The Tour of Oman is an annual professional road bicycle racing stage race held in Oman since 2010 as part of the UCI Asia Tour. It was scheduled to become part of the new UCI ProSeries in 2020, but both the 2020 and 2021 editions were cancelled due to the COVID-19 pandemic.

History
The race is classified as a 2.HC (as of 2012). The race is organized by the Amaury Sport Organisation, and was held for the first time between 14 and 19 February 2010. The race is a men's competition consisting of six stages.
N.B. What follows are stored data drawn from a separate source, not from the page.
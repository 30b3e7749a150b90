//! `idman bulk assign|revoke`.

use std::sync::Arc;

use idman_bulk::executor::{BatchProcessor, BulkOperation};
use idman_bulk::ingest;
use idman_bulk::preview::{gate, summarize, PreviewDecision};
use idman_bulk::resolver::ResourceResolver;
use idman_bulk::tuner::PerformanceTuner;
use idman_core::errors::IdmanResult;

use crate::cli::{BulkCommand, CommonBulkArgs};
use crate::commands::print_error;
use crate::context::CommandContext;
use crate::prompt::StdinPrompter;

pub async fn run(ctx: &CommandContext, command: BulkCommand) -> IdmanResult<u8> {
    let (operation, args) = match command {
        BulkCommand::Assign(args) => (BulkOperation::Assign, args),
        BulkCommand::Revoke(args) => (BulkOperation::Revoke, args),
        BulkCommand::Orphans {
            refresh,
            cleanup,
            force,
        } => return orphans(ctx, refresh, cleanup, force).await,
    };
    execute(ctx, operation, args).await
}

async fn orphans(
    ctx: &CommandContext,
    refresh: bool,
    cleanup: bool,
    force: bool,
) -> IdmanResult<u8> {
    use idman_bulk::orphans::{detect_orphans, OrphanCache};
    use idman_core::traits::IPrompter;
    use std::time::Duration;

    let cache = OrphanCache::new(Duration::from_secs(ctx.config.orphan_cache_ttl_secs));
    let result = match (!refresh).then(|| cache.load(&ctx.profile_name)).flatten() {
        Some(cached) => {
            println!("using cached detection from {}", cached.timestamp.to_rfc3339());
            cached
        }
        None => {
            let fresh = detect_orphans(Arc::clone(&ctx.directory), &ctx.profile_name).await?;
            cache.save(&fresh)?;
            fresh
        }
    };

    if result.orphaned_assignments.is_empty() {
        println!("no orphaned assignments detected");
        return Ok(0);
    }
    println!("{} orphaned assignments:", result.orphaned_assignments.len());
    for orphan in &result.orphaned_assignments {
        println!(
            "  {} on {} in {}: {}",
            orphan.assignment.principal_id,
            orphan.permission_set_name,
            orphan.account_name,
            orphan.reason
        );
    }
    if !cleanup {
        return Ok(0);
    }
    if !force
        && !StdinPrompter.confirm(&format!(
            "Revoke {} orphaned assignments?",
            result.orphaned_assignments.len()
        ))
    {
        println!("cancelled");
        return Ok(0);
    }
    let mut failures = 0usize;
    for orphan in &result.orphaned_assignments {
        if let Err(error) = ctx.directory.delete_assignment(&orphan.assignment).await {
            failures += 1;
            print_error(&error);
        }
    }
    cache.clear(&ctx.profile_name);
    println!(
        "revoked {} orphaned assignments, {failures} failures",
        result.orphaned_assignments.len() - failures
    );
    Ok(if failures == 0 { 0 } else { 1 })
}

async fn execute(
    ctx: &CommandContext,
    operation: BulkOperation,
    args: CommonBulkArgs,
) -> IdmanResult<u8> {
    println!(
        "bulk {operation} from {} (profile {})",
        args.input_file.display(),
        ctx.profile_name
    );

    let batch = ingest::parse_file(&args.input_file)?;
    if !batch.is_clean() {
        eprintln!("input validation failed:");
        for error in &batch.errors {
            print_error(error);
        }
        return Ok(1);
    }
    println!("parsed {} records", batch.records.len());

    let resolver = ResourceResolver::new(Arc::clone(&ctx.directory));
    resolver.warm_cache_for(&batch.records).await?;
    let mut resolved = Vec::with_capacity(batch.records.len());
    for record in &batch.records {
        resolved.push(resolver.resolve_assignment(record).await);
    }

    let summary = summarize(&resolved, operation);
    println!(
        "preview: {} total, {} resolvable, {} unresolvable \
         ({} principals, {} permission sets, {} accounts)",
        summary.total,
        summary.resolvable,
        summary.unresolvable,
        summary.principals.len(),
        summary.permission_sets.len(),
        summary.accounts.len()
    );

    match gate(&summary, args.dry_run, args.force, &StdinPrompter) {
        PreviewDecision::DryRunComplete => {
            println!("dry-run complete, no changes made");
            return Ok(0);
        }
        PreviewDecision::Cancelled => {
            println!("cancelled");
            return Ok(0);
        }
        PreviewDecision::AbortUnresolvable => {
            eprintln!("cannot proceed: {} unresolvable records", summary.unresolvable);
            for item in resolved.iter().filter(|r| !r.success()) {
                for message in &item.resolution_errors {
                    eprintln!(
                        "  line {}: {message}",
                        item.record
                            .line_number
                            .map(|l| l.to_string())
                            .unwrap_or_else(|| "?".to_string())
                    );
                }
            }
            return Ok(1);
        }
        PreviewDecision::Proceed => {}
    }

    let valid: Vec<_> = resolved.into_iter().filter(|r| r.success()).collect();
    let tuning = PerformanceTuner::config_for(summary.accounts.len(), operation);
    let mut processor =
        BatchProcessor::new(Arc::clone(&ctx.directory)).with_tuning(&tuning);
    if let Some(batch_size) = args.batch_size {
        processor = processor.with_batch_size(batch_size as usize);
    }
    let continue_on_error = !args.stop_on_error;
    let results = processor
        .process(
            valid,
            operation,
            &ctx.profile.instance_arn,
            false,
            continue_on_error,
        )
        .await;

    println!(
        "{operation} finished in {}ms: {} succeeded, {} failed, {} skipped",
        results.duration_ms,
        results.success_count(),
        results.failure_count(),
        results.skip_count()
    );
    if !results.failed.is_empty() {
        eprintln!("failed records:");
        for item in &results.failed {
            eprintln!(
                "  {} / {} / {}: {}",
                item.record.principal_name,
                item.record.permission_set_name,
                item.record.account_name,
                item.error.as_deref().unwrap_or("unknown error")
            );
        }
    }
    Ok(if results.is_success() { 0 } else { 1 })
}
/// Missing or invalid configuration.
#[derive(Debug, Clone, thiserror::Error)]
pub enum ConfigurationError {
    #[error("profile '{profile}' is not configured")]
    MissingProfile { profile: String },

    #[error("profile '{profile}' has no instance binding")]
    MissingInstanceBinding { profile: String },

    #[error("invalid configuration: {reason}")]
    InvalidConfig { reason: String },

    #[error("corrupt configuration file {path}: {reason}")]
    Corrupt { path: String, reason: String },
}

impl ConfigurationError {
    /// Stable machine-readable code.
    pub fn code(&self) -> &'static str {
        match self {
            ConfigurationError::MissingProfile { .. } => "CFG_PROFILE",
            ConfigurationError::MissingInstanceBinding { .. } => "CFG_INSTANCE",
            ConfigurationError::InvalidConfig { .. } => "CFG_INVALID",
            ConfigurationError::Corrupt { .. } => "CFG_CORRUPT",
        }
    }
}
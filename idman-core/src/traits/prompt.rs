//! Interactive confirmation seam.

use crate::models::{ConflictAction, ConflictInfo};

/// Answers confirmation questions and conflict decisions.
///
/// Injected so restore and bulk flows are testable without a terminal.
pub trait IPrompter: Send + Sync {
    /// Yes/no confirmation before a destructive step.
    fn confirm(&self, question: &str) -> bool;

    /// Decide a single conflict.
    fn resolve_conflict(&self, conflict: &ConflictInfo) -> ConflictAction;
}

/// Non-interactive prompter: the documented fallback for non-TTY contexts.
///
/// Confirms according to `assume_yes`; conflicts use the suggested action
/// when present, otherwise skip.
#[derive(Debug, Clone, Copy)]
pub struct AutoPrompter {
    pub assume_yes: bool,
}

impl Default for AutoPrompter {
    fn default() -> Self {
        Self { assume_yes: true }
    }
}

impl IPrompter for AutoPrompter {
    fn confirm(&self, _question: &str) -> bool {
        self.assume_yes
    }

    fn resolve_conflict(&self, conflict: &ConflictInfo) -> ConflictAction {
        conflict.suggested_action.unwrap_or(ConflictAction::Skip)
    }
}
use std::sync::Arc;

use idman_backup::collector::IdentityCollector;
use idman_backup::storage::StorageEngine;
use idman_core::errors::ExecutionError;
use idman_core::models::{ConflictStrategy, PrincipalType, ResourceType, RestoreOptions};
use idman_restore::engine::RestoreEngine;
use test_fixtures::{
    account, assignment, group, permission_set, user, MemoryDirectory, MemoryStorageBackend,
};

const INSTANCE: &str = "arn:aws:sso:us-east-1:123456789012:instance/ins-1";
const PS_ARN: &str = "arn:aws:sso:::permissionSet/ins-1/ps-ReadOnlyAccess";

fn source_directory() -> Arc<MemoryDirectory> {
    Arc::new(
        MemoryDirectory::new()
            .with_user(user("alice"))
            .with_group(group("devs", &["alice"]))
            .with_permission_set(permission_set("ReadOnlyAccess"))
            .with_account(account("123456789012", "Prod"))
            .with_assignment(assignment(
                "123456789012",
                PS_ARN,
                PrincipalType::User,
                "u-alice",
            )),
    )
}

/// Capture a backup of the source directory into a fresh storage engine.
async fn stored_backup(source: Arc<MemoryDirectory>) -> (Arc<StorageEngine>, String) {
    let storage = Arc::new(StorageEngine::new(Arc::new(MemoryStorageBackend::new())));
    let backup = IdentityCollector::new(source, INSTANCE)
        .collect_all()
        .await
        .unwrap();
    let backup_id = storage.store(backup).await.unwrap();
    (storage, backup_id)
}

fn options(strategy: ConflictStrategy) -> RestoreOptions {
    RestoreOptions {
        conflict_strategy: strategy,
        ..Default::default()
    }
}

#[tokio::test]
async fn restore_into_an_empty_instance_creates_everything_in_order() {
    let (storage, backup_id) = stored_backup(source_directory()).await;
    let target = Arc::new(MemoryDirectory::new());
    let engine = RestoreEngine::new(target.clone(), storage);

    let result = engine
        .restore(&backup_id, &options(ConflictStrategy::Overwrite))
        .await
        .unwrap();

    assert!(result.success, "{result:?}");
    assert_eq!(result.changes_applied["users"], 1);
    assert_eq!(result.changes_applied["groups"], 1);
    assert_eq!(result.changes_applied["permission_sets"], 1);
    assert_eq!(result.changes_applied["assignments"], 1);
    assert_eq!(target.users().len(), 1);
    assert_eq!(target.assignments().len(), 1);

    // Strict phase ordering: each kind's create happens before the next
    // kind's first create.
    let log = target.call_log();
    let position = |prefix: &str| log.iter().position(|c| c.starts_with(prefix)).unwrap();
    assert!(position("create_user") < position("create_group"));
    assert!(position("create_group") < position("create_permission_set"));
    assert!(position("create_permission_set") < position("create_assignment"));
}

#[tokio::test]
async fn dry_run_counts_changes_without_touching_the_directory() {
    let (storage, backup_id) = stored_backup(source_directory()).await;
    let target = Arc::new(MemoryDirectory::new());
    let engine = RestoreEngine::new(target.clone(), storage);

    let mut opts = options(ConflictStrategy::Overwrite);
    opts.dry_run = true;
    let result = engine.restore(&backup_id, &opts).await.unwrap();

    assert!(result.success);
    assert_eq!(result.changes_applied["users"], 1);
    assert_eq!(target.mutating_call_count(), 0);
}

#[tokio::test]
async fn skip_strategy_records_warnings_and_no_journal_entries() {
    let (storage, backup_id) = stored_backup(source_directory()).await;
    // Target already has the user with a different email.
    let mut existing = user("alice");
    existing.email = Some("old@example.com".to_string());
    let target = Arc::new(MemoryDirectory::new().with_user(existing));
    let engine = RestoreEngine::new(target.clone(), storage);

    let mut opts = options(ConflictStrategy::Skip);
    opts.target_resources = vec![ResourceType::Users];
    let result = engine.restore(&backup_id, &opts).await.unwrap();

    assert!(result.success);
    assert_eq!(result.changes_applied["users"], 0);
    assert!(result.warnings.iter().any(|w| w.contains("skipped existing user: alice")));
    assert_eq!(target.call_count("update_user"), 0);

    let state = engine.states().get(&result.operation_id).unwrap();
    let state = state.lock().await;
    assert!(state.rollback_actions.is_empty());
    assert!(state.applied_changes.is_empty());
}

// Backup has alice with one email, the target another. OVERWRITE updates
// the user (journalling the prior value); a simulated hard failure in
// the assignments phase then rolls the email back.
#[tokio::test]
async fn overwrite_conflict_with_assignment_failure_rolls_back() {
    let (storage, backup_id) = stored_backup(source_directory()).await;
    let mut existing = user("alice");
    existing.email = Some("old@example.com".to_string());
    let target = Arc::new(
        MemoryDirectory::new()
            .with_user(existing)
            .with_account(account("123456789012", "Prod")),
    );
    target.fail_times(
        "create_assignment",
        ExecutionError::InvalidParameters {
            operation: "create_assignment".to_string(),
            reason: "simulated".to_string(),
        }
        .into(),
        1,
    );
    let engine = RestoreEngine::new(target.clone(), storage);

    let result = engine
        .restore(&backup_id, &options(ConflictStrategy::Overwrite))
        .await
        .unwrap();

    assert!(!result.success);
    let rollback = result.rollback.as_ref().expect("rollback expected");
    assert!(rollback.success, "{rollback:?}");
    // User update + group create + permission set create, all reverted.
    assert_eq!(rollback.applied_changes_reverted, 3);

    // The user's email is back to its prior value, and the resources
    // created mid-run are gone again.
    let users = target.users();
    assert_eq!(users.len(), 1);
    assert_eq!(users[0].email.as_deref(), Some("old@example.com"));
    assert!(target.groups().is_empty());
    assert!(target.permission_sets().is_empty());
    assert!(target.assignments().is_empty());
}

// Property: rollback reverts exactly the applied changes, or reports
// per-change errors summing with successes to that count.
#[tokio::test]
async fn rollback_accounts_for_every_applied_change() {
    let (storage, backup_id) = stored_backup(source_directory()).await;
    let target = Arc::new(MemoryDirectory::new());
    target.fail_times(
        "create_assignment",
        ExecutionError::InvalidParameters {
            operation: "create_assignment".to_string(),
            reason: "simulated".to_string(),
        }
        .into(),
        1,
    );
    let engine = RestoreEngine::new(target.clone(), storage);

    let result = engine
        .restore(&backup_id, &options(ConflictStrategy::Overwrite))
        .await
        .unwrap();
    assert!(!result.success);
    let applied: usize = result.changes_applied.values().sum();
    let rollback = result.rollback.unwrap();
    assert_eq!(
        rollback.applied_changes_reverted + rollback.errors.len(),
        applied
    );
}

#[tokio::test]
async fn merge_strategy_skips_identical_users() {
    let (storage, backup_id) = stored_backup(source_directory()).await;
    // Identical copy of the backup's user.
    let target = Arc::new(MemoryDirectory::new().with_user(user("alice")));
    let engine = RestoreEngine::new(target.clone(), storage);

    let mut opts = options(ConflictStrategy::Merge);
    opts.target_resources = vec![ResourceType::Users];
    let result = engine.restore(&backup_id, &opts).await.unwrap();

    assert!(result.success);
    assert_eq!(result.changes_applied["users"], 0);
    assert_eq!(target.call_count("update_user"), 0);
}

#[tokio::test]
async fn resume_skips_checkpointed_phases() {
    let (storage, backup_id) = stored_backup(source_directory()).await;
    let target = Arc::new(MemoryDirectory::new());
    let engine = RestoreEngine::new(target.clone(), storage);

    let first = engine
        .restore(&backup_id, &options(ConflictStrategy::Overwrite))
        .await
        .unwrap();
    assert!(first.success);
    let creates_after_first = target.mutating_call_count();

    let resumed = engine
        .resume(
            &backup_id,
            &options(ConflictStrategy::Overwrite),
            &first.operation_id,
        )
        .await
        .unwrap();
    assert!(resumed.success);
    assert_eq!(
        resumed
            .warnings
            .iter()
            .filter(|w| w.contains("already checkpointed"))
            .count(),
        4
    );
    assert_eq!(target.mutating_call_count(), creates_after_first);
}

#[tokio::test]
async fn unknown_backups_fail_cleanly() {
    let storage = Arc::new(StorageEngine::new(Arc::new(MemoryStorageBackend::new())));
    let engine = RestoreEngine::new(Arc::new(MemoryDirectory::new()), storage);
    let result = engine
        .restore("backup-missing", &RestoreOptions::default())
        .await
        .unwrap();
    assert!(!result.success);
    assert!(result.message.contains("not found"));
    assert!(result.rollback.is_none());
}

#[tokio::test]
async fn target_resource_filter_limits_phases() {
    let (storage, backup_id) = stored_backup(source_directory()).await;
    let target = Arc::new(MemoryDirectory::new());
    let engine = RestoreEngine::new(target.clone(), storage);

    let mut opts = options(ConflictStrategy::Overwrite);
    opts.target_resources = vec![ResourceType::Users, ResourceType::Groups];
    let result = engine.restore(&backup_id, &opts).await.unwrap();

    assert!(result.success);
    assert!(result.changes_applied.contains_key("users"));
    assert!(!result.changes_applied.contains_key("permission_sets"));
    assert!(target.permission_sets().is_empty());
    assert!(target.assignments().is_empty());
}

#[tokio::test]
async fn preview_reports_counts_and_conflicts_without_writing() {
    let (storage, backup_id) = stored_backup(source_directory()).await;
    let mut existing = user("alice");
    existing.email = Some("old@example.com".to_string());
    let target = Arc::new(MemoryDirectory::new().with_user(existing));
    let engine = RestoreEngine::new(target.clone(), storage);

    let preview = engine
        .preview(&backup_id, &RestoreOptions::default())
        .await
        .unwrap();
    assert_eq!(preview.changes_summary["users"], 1);
    assert_eq!(preview.changes_summary["assignments"], 1);
    assert_eq!(preview.conflicts.len(), 1);
    assert_eq!(preview.conflicts[0].resource_id, "alice");
    assert_eq!(target.mutating_call_count(), 0);
    assert!(preview.estimated_duration_secs.unwrap() >= 8);
}

#[tokio::test]
async fn validate_compatibility_surface() {
    let (storage, backup_id) = stored_backup(source_directory()).await;
    let engine = RestoreEngine::new(Arc::new(MemoryDirectory::new()), storage);
    let issues = engine
        .validate_compatibility(&backup_id, INSTANCE)
        .await
        .unwrap();
    assert!(issues.is_valid);

    let missing = engine
        .validate_compatibility("backup-missing", INSTANCE)
        .await
        .unwrap();
    assert!(!missing.is_valid);
}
The race contains mainly flat stages, with some hillier parts.

During the race, the leader of the General Classification wears a red jersey, the leader of sprinter's points classification is denoted by a green jersey and best young rider by white. The race does not contain a mountains jersey. The most aggressive rider wears a white jersey with green and red polka-dots.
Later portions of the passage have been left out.